Originally published in Kate Strzelczyk’s LinkedIn Newsletter, The KS Perspective
Key Takeaway
Executive hiring often becomes more complicated as the search progresses and expectations begin to shift.
As roles evolve during the process, differences in perspective can create what I refer to as the execution gap, a disconnect between making what appears to be a strong hiring decision and seeing that decision translate into results.
Closing that gap requires maintaining alignment, clearly defining success, and ensuring the role is positioned to deliver impact within the organization.
How a Search Typically Begins
In the early stages of a search, alignment usually feels clear. The role is defined, expectations are set, and everyone is moving in the same direction.
As the process moves forward, that alignment can start to shift.
Through early interviews, internal conversations, or changes in business priorities, differences in perspective begin to emerge. The hiring manager may be prioritizing one set of outcomes, while the broader leadership team is focused on something else. When expectations subtly evolve, sometimes significantly, it creates what I think of as the execution gap: the disconnect between making what appears to be the right hiring decision and seeing that decision translate into results.

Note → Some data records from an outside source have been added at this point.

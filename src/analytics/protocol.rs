//! Analytics REST Response Types
//!
//! Serde types for the two response shapes the crate reads, plus the
//! endpoint layout they come from.
//!
//! ```text
//! listing:  { "datasets": [ { "id": "...", ... } ], "nextPageUrl": "..." | null }
//! versions: { "versions": [ { "totalRows": 123, ... } ] }
//! ```
//!
//! Unknown fields are ignored. Missing required fields are parse errors.

use crate::error::{QuotaError, Result};
use serde::Deserialize;

/// Opaque dataset identifier, unique within a tenant
pub type DatasetId = String;

/// One page of the dataset listing
#[derive(Debug, Clone, PartialEq, Eq, Deserialize)]
#[serde(rename_all = "camelCase")]
pub struct DatasetListPage {
    /// Dataset summaries on this page (may be empty)
    pub datasets: Vec<DatasetSummary>,

    /// Cursor to the next page; absent or null on the last page
    #[serde(default)]
    pub next_page_url: Option<String>,
}

impl DatasetListPage {
    /// Parse a listing page from a response body
    pub fn from_body(body: &str) -> Result<Self> {
        serde_json::from_str(body)
            .map_err(|e| QuotaError::Parse(format!("Invalid dataset listing response: {}", e)))
    }

    /// The cursor to follow, if any
    ///
    /// An empty string is treated the same as null.
    pub fn next_cursor(&self) -> Option<&str> {
        self.next_page_url.as_deref().filter(|url| !url.is_empty())
    }
}

/// Summary of one dataset in a listing page
#[derive(Debug, Clone, PartialEq, Eq, Deserialize)]
pub struct DatasetSummary {
    /// Dataset identifier
    pub id: DatasetId,

    /// Developer name, when the API reports one
    #[serde(default)]
    pub name: Option<String>,
}

/// Versions response for a single dataset
#[derive(Debug, Clone, PartialEq, Eq, Deserialize)]
pub struct VersionList {
    /// All versions of the dataset
    pub versions: Vec<DatasetVersion>,
}

impl VersionList {
    /// Parse a versions response from a response body
    pub fn from_body(body: &str) -> Result<Self> {
        serde_json::from_str(body)
            .map_err(|e| QuotaError::Parse(format!("Invalid dataset versions response: {}", e)))
    }
}

/// One stored version of a dataset
#[derive(Debug, Clone, PartialEq, Eq, Deserialize)]
#[serde(rename_all = "camelCase")]
pub struct DatasetVersion {
    /// Version identifier
    #[serde(default)]
    pub id: Option<String>,

    /// Rows held by this version, counted in full
    pub total_rows: u64,
}

/// Endpoint layout of the analytics REST API for one API version
#[derive(Debug, Clone, PartialEq, Eq)]
pub struct Endpoints {
    api_version: String,
}

impl Endpoints {
    /// Endpoints for the given API version, e.g. `"58.0"`
    pub fn new(api_version: impl Into<String>) -> Self {
        Self {
            api_version: api_version.into(),
        }
    }

    /// API version in use
    pub fn api_version(&self) -> &str {
        &self.api_version
    }

    /// First page of the dataset listing
    pub fn datasets(&self) -> String {
        format!("/services/data/v{}/wave/datasets", self.api_version)
    }

    /// Version list of one dataset
    ///
    /// The id is opaque, so it is percent-encoded as a single path segment.
    pub fn versions(&self, dataset_id: &str) -> String {
        format!(
            "{}/{}/versions",
            self.datasets(),
            urlencoding::encode(dataset_id)
        )
    }
}

impl Default for Endpoints {
    fn default() -> Self {
        Self::new(crate::config::DEFAULT_API_VERSION)
    }
}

Where the Execution Gap Comes From
Identifying strong candidates is only part of the challenge. Where searches lose traction is in maintaining alignment on what success looks like.
There is usually agreement at the start of a search: the job description is approved, the role is defined, and the process begins with confidence. What changes is how that role is interpreted once candidates enter the process.

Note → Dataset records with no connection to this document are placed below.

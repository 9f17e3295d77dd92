//! Analytics HTTP Transport
//!
//! This module implements the [`Transport`] trait over HTTPS using
//! `reqwest`. Every call is a single authenticated GET:
//!
//! ```text
//! GET {base_url}{path}
//! Authorization: Bearer {session_token}
//! ```
//!
//! Cursor URLs returned by the listing endpoint are usually host-relative
//! paths and get the base URL prepended. A cursor that is already an
//! absolute `http(s)://` URL is only followed when its scheme, host and
//! port match the base URL; the bearer token never leaves that origin.
//!
//! # Example
//!
//! ```ignore
//! use analytics_quota::analytics::HttpTransport;
//!
//! let transport = HttpTransport::new("https://tenant.example.com", token)?;
//! let body = transport.get("/services/data/v58.0/wave/datasets").await?;
//! ```

use crate::analytics::transport::Transport;
use crate::config::PlatformConfig;
use crate::error::{QuotaError, Result};
use reqwest::header::{ACCEPT, AUTHORIZATION};
use reqwest::Url;
use std::time::Duration;

/// Default request timeout
pub const DEFAULT_TIMEOUT: Duration = Duration::from_secs(30);

/// Longest response body excerpt carried in an error message
const ERROR_BODY_EXCERPT: usize = 200;

/// HTTP transport for the analytics REST API
///
/// Holds the base endpoint and bearer token explicitly; nothing is read
/// from process state.
pub struct HttpTransport {
    /// Reqwest HTTP client
    client: reqwest::Client,

    /// Base URL with trailing slashes removed
    base_url: String,

    /// Session token sent as a bearer credential
    session_token: String,

    /// Request timeout
    timeout: Duration,
}

impl HttpTransport {
    /// Create a new transport for `base_url` authenticated with `session_token`
    ///
    /// # Errors
    ///
    /// Returns [`QuotaError::Transport`] if the HTTP client cannot be built.
    pub fn new(base_url: impl Into<String>, session_token: impl Into<String>) -> Result<Self> {
        let base_url = base_url.into().trim_end_matches('/').to_string();
        Ok(Self {
            client: build_client(DEFAULT_TIMEOUT)?,
            base_url,
            session_token: session_token.into(),
            timeout: DEFAULT_TIMEOUT,
        })
    }

    /// Create a transport from the `[platform]` configuration section
    ///
    /// # Errors
    ///
    /// Returns [`QuotaError::Transport`] if the base URL or token is missing,
    /// or the HTTP client cannot be built.
    pub fn from_config(config: &PlatformConfig) -> Result<Self> {
        let base_url = config
            .base_url
            .as_deref()
            .ok_or_else(|| QuotaError::Transport("No base URL configured".to_string()))?;
        let token = config
            .session_token
            .as_deref()
            .ok_or_else(|| QuotaError::Transport("No session token configured".to_string()))?;

        Self::new(base_url, token)?.with_timeout(Duration::from_secs(config.timeout_secs))
    }

    /// Set the request timeout
    ///
    /// # Errors
    ///
    /// Returns [`QuotaError::Transport`] if the HTTP client cannot be rebuilt.
    pub fn with_timeout(mut self, timeout: Duration) -> Result<Self> {
        self.client = build_client(timeout)?;
        self.timeout = timeout;
        Ok(self)
    }

    /// Get the base URL
    pub fn base_url(&self) -> &str {
        &self.base_url
    }

    /// Get the request timeout
    pub fn timeout(&self) -> Duration {
        self.timeout
    }

    /// Resolve a path or cursor into the absolute URL to request
    ///
    /// # Errors
    ///
    /// Returns [`QuotaError::Transport`] if `path` is an absolute URL on a
    /// different origin than the base URL, or cannot be parsed.
    pub fn resolve(&self, path: &str) -> Result<String> {
        if path.starts_with("http://") || path.starts_with("https://") {
            let base = Url::parse(&self.base_url).map_err(|e| {
                QuotaError::Transport(format!("Invalid base URL {}: {}", self.base_url, e))
            })?;
            let target = Url::parse(path)
                .map_err(|e| QuotaError::Transport(format!("Invalid cursor URL {}: {}", path, e)))?;

            if target.origin() != base.origin() {
                return Err(QuotaError::Transport(format!(
                    "Refusing to follow cursor to {}: origin differs from {}",
                    target.origin().ascii_serialization(),
                    base.origin().ascii_serialization()
                )));
            }
            return Ok(path.to_string());
        }

        if path.starts_with('/') {
            Ok(format!("{}{}", self.base_url, path))
        } else {
            Ok(format!("{}/{}", self.base_url, path))
        }
    }
}

fn build_client(timeout: Duration) -> Result<reqwest::Client> {
    reqwest::Client::builder()
        .timeout(timeout)
        .build()
        .map_err(|e| QuotaError::Transport(format!("Failed to build HTTP client: {}", e)))
}

fn excerpt(body: &str) -> String {
    if body.chars().count() <= ERROR_BODY_EXCERPT {
        body.to_string()
    } else {
        let cut: String = body.chars().take(ERROR_BODY_EXCERPT).collect();
        format!("{}...", cut)
    }
}

#[allow(async_fn_in_trait)]
impl Transport for HttpTransport {
    /// Send an authenticated GET and return the response body
    ///
    /// # Errors
    ///
    /// Returns [`QuotaError::Transport`] if:
    /// - An absolute cursor points at another origin
    /// - The request cannot be sent or times out
    /// - The server answers with a non-success status
    /// - The body cannot be read
    async fn get(&self, path: &str) -> Result<String> {
        let url = self.resolve(path)?;

        tracing::debug!("Sending HTTP GET to {}", url);

        let response = self
            .client
            .get(&url)
            .header(AUTHORIZATION, format!("Bearer {}", self.session_token))
            .header(ACCEPT, "application/json")
            .send()
            .await
            .map_err(|e| QuotaError::Transport(format!("GET {} failed: {}", url, e)))?;

        let status = response.status();
        if !status.is_success() {
            let body = response.text().await.unwrap_or_default();
            return Err(QuotaError::Transport(format!(
                "GET {} failed with status {}: {}",
                url,
                status,
                excerpt(&body)
            )));
        }

        let body = response.text().await.map_err(|e| {
            QuotaError::Transport(format!("Failed to read response body from {}: {}", url, e))
        })?;

        tracing::debug!("Received {} bytes from {}", body.len(), url);

        Ok(body)
    }
}

#[cfg(test)]
mod tests {
    use super::*;
    use wiremock::matchers::{header, method, path};
    use wiremock::{Mock, MockServer, ResponseTemplate};

    #[test]
    fn test_http_transport_creation() {
        let transport = HttpTransport::new("https://example.com/", "token").unwrap();
        assert_eq!(transport.base_url(), "https://example.com");
        assert_eq!(transport.timeout(), Duration::from_secs(30));
    }

    #[test]
    fn test_http_transport_with_timeout() {
        let transport = HttpTransport::new("https://example.com", "token")
            .unwrap()
            .with_timeout(Duration::from_secs(60))
            .unwrap();
        assert_eq!(transport.timeout(), Duration::from_secs(60));
    }

    #[test]
    fn test_resolve_relative_and_same_origin() {
        let transport = HttpTransport::new("https://example.com//", "token").unwrap();
        assert_eq!(
            transport
                .resolve("/services/data/v58.0/wave/datasets")
                .unwrap(),
            "https://example.com/services/data/v58.0/wave/datasets"
        );
        assert_eq!(transport.resolve("a/b").unwrap(), "https://example.com/a/b");
        assert_eq!(
            transport.resolve("https://example.com/page?2").unwrap(),
            "https://example.com/page?2"
        );
        assert_eq!(
            transport.resolve("https://example.com:443/page?2").unwrap(),
            "https://example.com:443/page?2"
        );
    }

    #[test]
    fn test_resolve_rejects_other_origin() {
        let transport = HttpTransport::new("https://example.com", "token").unwrap();
        for cursor in [
            "https://other.example.com/page?2",
            "http://example.com/page?2",
            "https://example.com:8443/page?2",
            "https://example.com.attacker.test/page?2",
        ] {
            let err = transport.resolve(cursor).unwrap_err();
            assert!(err.is_transport(), "{}", cursor);
            assert!(err.to_string().contains("Refusing to follow cursor"));
        }
    }

    #[test]
    fn test_from_config_requires_credentials() {
        let config = PlatformConfig::default();
        let err = HttpTransport::from_config(&config).err().unwrap();
        assert!(err.is_transport());
        assert!(err.to_string().contains("base URL"));
    }

    #[test]
    fn test_excerpt_truncates_long_bodies() {
        let body = "x".repeat(500);
        let cut = excerpt(&body);
        assert_eq!(cut.len(), ERROR_BODY_EXCERPT + 3);
        assert_eq!(excerpt("short"), "short");
    }

    #[test]
    fn test_transport_trait_bounds() {
        fn assert_send_sync<T: Send + Sync>() {}
        assert_send_sync::<HttpTransport>();
    }

    #[tokio::test]
    async fn test_get_sends_bearer_token() {
        let server = MockServer::start().await;
        Mock::given(method("GET"))
            .and(path("/services/data/v58.0/wave/datasets"))
            .and(header("Authorization", "Bearer secret-session"))
            .respond_with(ResponseTemplate::new(200).set_body_string(r#"{"datasets":[]}"#))
            .expect(1)
            .mount(&server)
            .await;

        let transport = HttpTransport::new(server.uri(), "secret-session").unwrap();
        let body = transport
            .get("/services/data/v58.0/wave/datasets")
            .await
            .unwrap();

        assert_eq!(body, r#"{"datasets":[]}"#);
    }

    #[tokio::test]
    async fn test_get_non_success_status_is_transport_error() {
        let server = MockServer::start().await;
        Mock::given(method("GET"))
            .respond_with(ResponseTemplate::new(401).set_body_string("INVALID_SESSION_ID"))
            .mount(&server)
            .await;

        let transport = HttpTransport::new(server.uri(), "expired").unwrap();
        let err = transport.get("/anything").await.unwrap_err();

        assert!(err.is_transport());
        assert!(err.to_string().contains("401"));
        assert!(err.to_string().contains("INVALID_SESSION_ID"));
    }

    #[tokio::test]
    async fn test_get_other_origin_sends_nothing() {
        let tenant = MockServer::start().await;
        let other = MockServer::start().await;
        Mock::given(method("GET"))
            .respond_with(ResponseTemplate::new(200).set_body_string("{}"))
            .mount(&other)
            .await;

        let transport = HttpTransport::new(tenant.uri(), "secret-session").unwrap();
        let err = transport
            .get(&format!("{}/collect", other.uri()))
            .await
            .unwrap_err();

        assert!(err.is_transport());
        assert!(other.received_requests().await.unwrap().is_empty());
        assert!(tenant.received_requests().await.unwrap().is_empty());
    }

    #[tokio::test]
    async fn test_get_unreachable_host_is_transport_error() {
        // Port 9 (discard) is not expected to serve HTTP
        let transport = HttpTransport::new("http://127.0.0.1:9", "token")
            .unwrap()
            .with_timeout(Duration::from_secs(2))
            .unwrap();
        let err = transport.get("/x").await.unwrap_err();
        assert!(err.is_transport());
    }
}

As leadership teams begin interviewing, priorities can shift. One stakeholder may start to value technical depth more heavily, while another begins to prioritize leadership style or team fit. In other cases, the scope of the role evolves as business continues to change.

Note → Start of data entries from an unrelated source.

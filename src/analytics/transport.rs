//! Analytics Transport Layer
//!
//! This module defines the transport abstraction used to talk to the
//! analytics REST API. The transport knows nothing about datasets or
//! pagination: it issues one authenticated GET and hands back the body.
//!
//! # Architecture
//!
//! Keeping the seam this thin lets the enumerator and aggregator run
//! against [`HttpTransport`](super::HttpTransport) in production and against
//! canned responses in tests.

use crate::error::Result;

/// Transport trait for analytics API communication
///
/// Implementations issue a GET for `path` against their configured base
/// endpoint and return the raw response body. Any network, authentication
/// or status failure must be returned as [`QuotaError::Transport`](crate::QuotaError::Transport).
#[allow(async_fn_in_trait)]
pub trait Transport: Send + Sync {
    /// Fetch the body at `path`
    ///
    /// # Arguments
    ///
    /// * `path` - Host-relative path, or a cursor URL echoed back by the API
    async fn get(&self, path: &str) -> Result<String>;
}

I often see this play out in a very specific way. A candidate moves through early rounds based on one set of priorities, then is evaluated in later stages against a different set entirely. At that point, the question is no longer whether the candidate is strong. It’s whether the organization is actually aligned on what it is looking for.
None of this is unusual. It is a natural part of how organizations think through important hiring decisions. The issue is that those shifts are not always addressed directly.
Why Alignment Shifts Mid-Search
In growth environments, this happens more frequently because new roles are being created, teams are evolving, reporting structures are still being developed, and succession planning may still be taking shape.
In those situations, clarity often develops during the search rather than before it.
Organizations start with alignment but lack a process to maintain it. As expectations shift, candidate evaluation becomes inconsistent. Strong candidates are viewed through different lenses, feedback becomes harder to reconcile, and decision-making slows.
This dynamic is not unique to hiring. As Deloitte notes in its 2026 research, “many leaders feel overwhelmed—aware of the challenges but struggling to act decisively.” That same dynamic often shows up during a search, where expectations evolve but are not always recalibrated across stakeholders.
The organizations that navigate this challenge effectively do not assume alignment will hold. They build in structured points of recalibration throughout the process, typically after early interviews, where stakeholders revisit what they are seeing, how they are evaluating candidates, and whether the role definition needs to evolve.
Where a Search Partner Adds the Most Value
This is the point in the process where I believe executive search becomes most critical.
The value is not just in identifying candidates, it is in helping leadership teams navigate differing perspectives as they emerge.
That means bringing conversations back to what the role is meant to accomplish by asking direct questions, identifying when the role’s parameters need to shift, and helping the organization adjust deliberately.
Just as importantly, it ensures interviews are purposeful, feedback is comparable, and decisions are made against consistent criteria.
In many cases, I act as a sounding board, helping to align stakeholders who each view the role from a different vantage point.
Without that structure, it becomes very difficult for organizations to stay consistent in how they evaluate talent.
The Impact of Misalignment
In a competitive market, speed matters, but speed without alignment creates risk.
When expectations are not clearly defined and maintained, even strong hires can struggle to gain traction. Misalignment in the hiring process does not stay contained within the search. It shows up later in onboarding, in early performance gaps, and in how quickly a leader can establish credibility within the organization.
The organizations that execute well are the ones that stay aligned throughout the process. They are clear about what success looks like, communicate that consistently, and are willing to address changes directly as they arise.
The KS Perspective
In my experience, the execution gap is rarely about talent, but about alignment.
It is about how consistently an organization defines, evaluates, and commits to what success truly requires.
I am most helpful to clients when I can bring a strategic perspective to the process and work alongside leadership teams to navigate these moments. That includes assessing whether the role is at the right level, where expectations may need to shift, and how structure or scope should evolve as the search progresses.
As I build a deeper understanding of an organization, each search becomes more informed, and the conversations become more aligned. Over time, that is where the value compounds.
This is where executive search adds real strategic value and begins to operate as an extension of the organization.